Your answer should show every line of the material below that includes "advance".

^^^^^^^^^^^^^^^^

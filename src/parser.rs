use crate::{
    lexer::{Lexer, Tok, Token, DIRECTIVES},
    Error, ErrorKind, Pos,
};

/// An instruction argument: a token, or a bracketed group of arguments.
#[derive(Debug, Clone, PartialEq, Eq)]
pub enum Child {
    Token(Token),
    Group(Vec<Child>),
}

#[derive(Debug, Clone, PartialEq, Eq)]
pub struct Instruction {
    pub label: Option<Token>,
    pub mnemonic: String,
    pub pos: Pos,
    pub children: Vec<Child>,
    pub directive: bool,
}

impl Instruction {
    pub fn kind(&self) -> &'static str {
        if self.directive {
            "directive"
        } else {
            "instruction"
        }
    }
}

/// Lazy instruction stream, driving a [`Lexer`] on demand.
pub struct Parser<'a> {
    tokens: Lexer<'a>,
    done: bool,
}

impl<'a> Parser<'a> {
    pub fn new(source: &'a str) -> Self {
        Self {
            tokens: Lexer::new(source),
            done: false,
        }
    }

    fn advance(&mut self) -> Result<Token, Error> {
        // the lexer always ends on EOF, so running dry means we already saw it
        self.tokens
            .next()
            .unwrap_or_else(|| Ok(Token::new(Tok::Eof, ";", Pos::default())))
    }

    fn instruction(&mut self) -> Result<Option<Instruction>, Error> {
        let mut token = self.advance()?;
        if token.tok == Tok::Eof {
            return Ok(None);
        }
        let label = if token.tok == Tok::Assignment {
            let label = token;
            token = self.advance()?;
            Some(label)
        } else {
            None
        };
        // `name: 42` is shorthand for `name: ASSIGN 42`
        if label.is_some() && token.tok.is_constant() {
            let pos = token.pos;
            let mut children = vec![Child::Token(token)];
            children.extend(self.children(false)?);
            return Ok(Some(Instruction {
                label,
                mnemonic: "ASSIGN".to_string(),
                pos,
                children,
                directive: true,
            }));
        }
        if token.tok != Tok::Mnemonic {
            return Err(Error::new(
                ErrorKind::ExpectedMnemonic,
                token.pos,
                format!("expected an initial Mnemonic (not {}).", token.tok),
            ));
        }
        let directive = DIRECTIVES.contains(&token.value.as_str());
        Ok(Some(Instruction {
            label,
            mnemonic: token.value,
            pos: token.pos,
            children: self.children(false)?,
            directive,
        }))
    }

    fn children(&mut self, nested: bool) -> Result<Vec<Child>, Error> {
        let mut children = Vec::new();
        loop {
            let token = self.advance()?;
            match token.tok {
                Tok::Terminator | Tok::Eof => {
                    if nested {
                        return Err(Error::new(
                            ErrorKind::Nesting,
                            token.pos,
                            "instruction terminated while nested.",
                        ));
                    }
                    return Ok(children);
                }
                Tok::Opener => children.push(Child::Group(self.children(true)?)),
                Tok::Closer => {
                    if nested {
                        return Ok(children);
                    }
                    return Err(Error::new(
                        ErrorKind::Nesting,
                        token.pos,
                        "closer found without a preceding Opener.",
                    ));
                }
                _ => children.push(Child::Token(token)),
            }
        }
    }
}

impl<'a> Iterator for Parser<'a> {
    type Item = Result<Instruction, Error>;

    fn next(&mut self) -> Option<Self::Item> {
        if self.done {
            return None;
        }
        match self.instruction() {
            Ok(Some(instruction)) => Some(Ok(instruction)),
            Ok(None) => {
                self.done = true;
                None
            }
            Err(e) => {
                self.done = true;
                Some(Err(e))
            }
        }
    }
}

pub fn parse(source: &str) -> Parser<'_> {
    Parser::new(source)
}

^^^^^^^^^^^^^^^^

> TASK OUTPUT:
    fn advance(&mut self) -> Result<Token, Error> {
        let mut token = self.advance()?;
            token = self.advance()?;
            let token = self.advance()?;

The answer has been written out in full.